● **Problem requirements**: Please restate the data that follows, leaving every word in place.

===== Data listing =====

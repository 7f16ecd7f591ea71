//! Literal dictionary matching.
//!
//! Every candidate phrase (see [`crate::words`]) is looked up by its
//! lower-cased key in the snapshot's literal index. Overlapping matches are
//! then resolved longest-first:
//!
//! ```text
//! "I want a Diet Coke"
//!           └─Diet Coke─┘  Drinks       (2 words, kept)
//!                └Coke┘    Drinks       (1 word, inside a longer match: dropped)
//! ```
//!
//! A match is only suppressed by a strictly longer overlapping match, so the
//! same phrase found under two categories, or two equal-length phrases that
//! overlap, are all reported. The rule ignores categories.

use std::collections::BTreeSet;

use lexner_core::{MatchHit, Span};
use log::debug;

use super::Matcher;
use crate::store::StoreSnapshot;
use crate::words::{phrase_char_span, phrase_key, phrase_spans, phrase_text, Word};

/// Case-insensitive, word-aligned matcher for literal category values.
#[derive(Debug, Clone, Default)]
pub struct PlainValueMatcher {
    max_phrase_words: Option<usize>,
}

/// One phrase that hit the index, before overlap resolution.
struct Candidate<'s> {
    phrase: Span,
    categories: &'s BTreeSet<String>,
}

impl PlainValueMatcher {
    /// Matcher trying phrases of any length.
    #[must_use]
    pub fn new() -> Self {
        Self::default()
    }

    /// Cap candidate phrase length in words.
    #[must_use]
    pub fn with_max_phrase_words(mut self, max: Option<usize>) -> Self {
        self.max_phrase_words = max;
        self
    }
}

impl Matcher for PlainValueMatcher {
    fn find(&self, text: &str, words: &[Word<'_>], snapshot: &StoreSnapshot) -> Vec<MatchHit> {
        if words.is_empty() || !snapshot.has_literals() {
            return Vec::new();
        }

        // No value is longer than the longest one in the store.
        let longest = snapshot.longest_value_words();
        let cap = self.max_phrase_words.map_or(longest, |m| m.min(longest));

        let mut candidates: Vec<Candidate<'_>> = phrase_spans(words.len(), Some(cap))
            .filter_map(|phrase| {
                snapshot
                    .literal_categories(&phrase_key(words, phrase))
                    .map(|categories| Candidate { phrase, categories })
            })
            .collect();
        // Longest first; the sort is stable so equal lengths stay in text order.
        candidates.sort_by(|a, b| b.phrase.len().cmp(&a.phrase.len()));

        let mut accepted: Vec<Candidate<'_>> = Vec::with_capacity(candidates.len());
        for candidate in candidates {
            let covering = accepted.iter().find(|a| {
                a.phrase.len() > candidate.phrase.len() && a.phrase.overlaps(&candidate.phrase)
            });
            match covering {
                Some(winner) => debug!(
                    "Literal '{}' at {} suppressed by longer '{}'",
                    phrase_text(text, words, candidate.phrase),
                    phrase_char_span(words, candidate.phrase),
                    phrase_text(text, words, winner.phrase)
                ),
                None => accepted.push(candidate),
            }
        }

        accepted
            .iter()
            .flat_map(|c| {
                let surface = phrase_text(text, words, c.phrase);
                c.categories
                    .iter()
                    .map(move |category| MatchHit::literal(surface, category.as_str()))
            })
            .collect()
    }

    fn name(&self) -> &'static str {
        "literal"
    }
}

=====

● **Solution to this exercise**:
repository 7f16ecd7f591ea71
//! Literal dictionary matching.
//!
//! Every candidate phrase (see [`crate::words`]) is looked up by its
//! lower-cased key in the snapshot's literal index. Overlapping matches are
//! then resolved longest-first:
//!
//! ```text
//! "I want a Diet Coke"
//!           └─Diet Coke─┘  Drinks       (2 words, kept)
//!                └Coke┘    Drinks       (1 word, inside a longer match: dropped)
//! ```
//!
//! A match is only suppressed by a strictly longer overlapping match, so the
//! same phrase found under two categories, or two equal-length phrases that
//! overlap, are all reported. The rule ignores categories.

use std::collections::BTreeSet;

use lexner_core::{MatchHit, Span};
use log::debug;

use super::Matcher;
use crate::store::StoreSnapshot;
use crate::words::{phrase_char_span, phrase_key, phrase_spans, phrase_text, Word};

/// Case-insensitive, word-aligned matcher for literal category values.
#[derive(Debug, Clone, Default)]
pub struct PlainValueMatcher {
    max_phrase_words: Option<usize>,
}

/// One phrase that hit the index, before overlap resolution.
struct Candidate<'s> {
    phrase: Span,
    categories: &'s BTreeSet<String>,
}

impl PlainValueMatcher {
    /// Matcher trying phrases of any length.
    #[must_use]
    pub fn new() -> Self {
        Self::default()
    }

    /// Cap candidate phrase length in words.
    #[must_use]
    pub fn with_max_phrase_words(mut self, max: Option<usize>) -> Self {
        self.max_phrase_words = max;
        self
    }
}

impl Matcher for PlainValueMatcher {
    fn find(&self, text: &str, words: &[Word<'_>], snapshot: &StoreSnapshot) -> Vec<MatchHit> {
        if words.is_empty() || !snapshot.has_literals() {
            return Vec::new();
        }

        // No value is longer than the longest one in the store.
        let longest = snapshot.longest_value_words();
        let cap = self.max_phrase_words.map_or(longest, |m| m.min(longest));

        let mut candidates: Vec<Candidate<'_>> = phrase_spans(words.len(), Some(cap))
            .filter_map(|phrase| {
                snapshot
                    .literal_categories(&phrase_key(words, phrase))
                    .map(|categories| Candidate { phrase, categories })
            })
            .collect();
        // Longest first; the sort is stable so equal lengths stay in text order.
        candidates.sort_by(|a, b| b.phrase.len().cmp(&a.phrase.len()));

        let mut accepted: Vec<Candidate<'_>> = Vec::with_capacity(candidates.len());
        for candidate in candidates {
            let covering = accepted.iter().find(|a| {
                a.phrase.len() > candidate.phrase.len() && a.phrase.overlaps(&candidate.phrase)
            });
            match covering {
                Some(winner) => debug!(
                    "Literal '{}' at {} suppressed by longer '{}'",
                    phrase_text(text, words, candidate.phrase),
                    phrase_char_span(words, candidate.phrase),
                    phrase_text(text, words, winner.phrase)
                ),
                None => accepted.push(candidate),
            }
        }

        accepted
            .iter()
            .flat_map(|c| {
                let surface = phrase_text(text, words, c.phrase);
                c.categories
                    .iter()
                    .map(move |category| MatchHit::literal(surface, category.as_str()))
            })
            .collect()
    }

    fn name(&self) -> &'static str {
        "literal"
    }
}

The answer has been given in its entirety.